The days of race-horses and pugilists had gone by; with increased knowledge of his art, Gabriel had laid upon himself severe restrictions. He would not even paint portraits in the ordinary way, though therein he might easily have found a means of putting aside the teaching, which he hated. He was capable of stopping a girl who sold matches in the street and paying her to let him sketch her face, if it struck his peculiar fancy; but he would not paint the simpering daughter of a retired draper who sought him out. He said plainly that the head did not interest him; it would be waste of time, and he indulged himself in one of his rare laughs—a shockingly unmelodious cackle—as soon as the man had taken off himself and his dudgeon. He held that, as long as he could keep himself from starvation, the ideal exactions of art must be supreme with him. He followed no recognised school, and his early pictures found neither purchaser nor place of exhibition more dignified than a dealer’s window. He was a realist, and could not expect his style to be popular.

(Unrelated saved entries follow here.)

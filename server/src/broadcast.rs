//! Game state snapshots and fire-and-forget delivery
//!
//! Deliveries are collected while the server lock is held and pushed only
//! after it is released. Pushing never touches the network directly: each
//! [`Link`] just queues the event for its transport's writer, and a closed
//! link is logged and skipped without affecting the other recipients.

use crate::link::Link;
use crate::registry::{Participant, Registry};
use log::{debug, error};
use shared::{ParticipantId, ParticipantView, ServerEvent};

/// Immutable, point-in-time roster in participant id order.
#[derive(Debug, Clone, PartialEq, Eq)]
pub struct GameStateSnapshot {
    participants: Vec<ParticipantView>,
}

impl GameStateSnapshot {
    pub fn capture(registry: &Registry) -> Self {
        Self {
            participants: registry.iter().map(Participant::view).collect(),
        }
    }

    pub fn participants(&self) -> &[ParticipantView] {
        &self.participants
    }

    pub fn len(&self) -> usize {
        self.participants.len()
    }

    pub fn is_empty(&self) -> bool {
        self.participants.is_empty()
    }

    pub fn to_event(&self) -> ServerEvent {
        ServerEvent::game_state(self.participants.clone())
    }
}

/// An event bound for one participant's link
#[derive(Debug)]
pub struct Delivery {
    pub to: ParticipantId,
    pub link: Link,
    pub event: ServerEvent,
}

impl Delivery {
    pub fn new(participant: &Participant, event: ServerEvent) -> Self {
        Self {
            to: participant.id,
            link: participant.link.clone(),
            event,
        }
    }
}

/// Queues the current snapshot for every connected participant.
pub fn push_state(registry: &Registry, deliveries: &mut Vec<Delivery>) {
    let snapshot = GameStateSnapshot::capture(registry);
    for participant in registry.iter() {
        deliveries.push(Delivery::new(participant, snapshot.to_event()));
    }
}

/// Sends every delivery, isolating failures to their own recipient.
/// Returns how many were handed to a transport.
pub fn deliver(deliveries: Vec<Delivery>) -> usize {
    let mut sent = 0;
    for delivery in deliveries {
        match delivery.link.send(delivery.to, delivery.event) {
            Ok(()) => sent += 1,
            Err(e) => error!("Failed to deliver to Player {}: {}", delivery.to, e),
        }
    }
    debug!("Delivered {} events", sent);
    sent
}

Kingcote sought him out as soon as he had leisure after his arrival in London. He had written to announce his departure from Wood End, but left the causes to be explained subsequently. Going over to the studio in the evening, he found the artist at work upon some drawings to illustrate a novel. Gabriel did not leave his seat, merely nodded as his friend came in; it was with a distinct look of annoyance that he found himself obliged to shake hands. Let us see what manner of man he outwardly was. Tall and excessively meagre to begin with; when regarding his work, he thrust his elbows into his sides, and one wondered that he did not hurt himself with the sharp bones. His face was hard set, the mouth somewhat too prominent, the cheeks hollow, the eyes small and keen. His hair was very light, his thin whiskers of the same colour. He had a very long throat, and made it appear still longer by a habit of pushing forward his chin defiantly. No one ever saw his teeth; he even laughed with his mouth close shut. In speaking, his voice was high, often with a tendency to querulousness. When he walked, it was at a great rate, with head down, and cutting left and right with the stick he always carried. He was not at all of a refined type, but energy personified.

“What is the book you are illustrating?” Kingcote inquired.

“Oh, it’s damned nonsense; but I manage to see some things the writer couldn’t. It will be valued in future for the cuts.”

This was characteristic of Gabriel. He said it in the most natural way, and seeing that he spoke truth there seemed no reason why he should not express himself freely.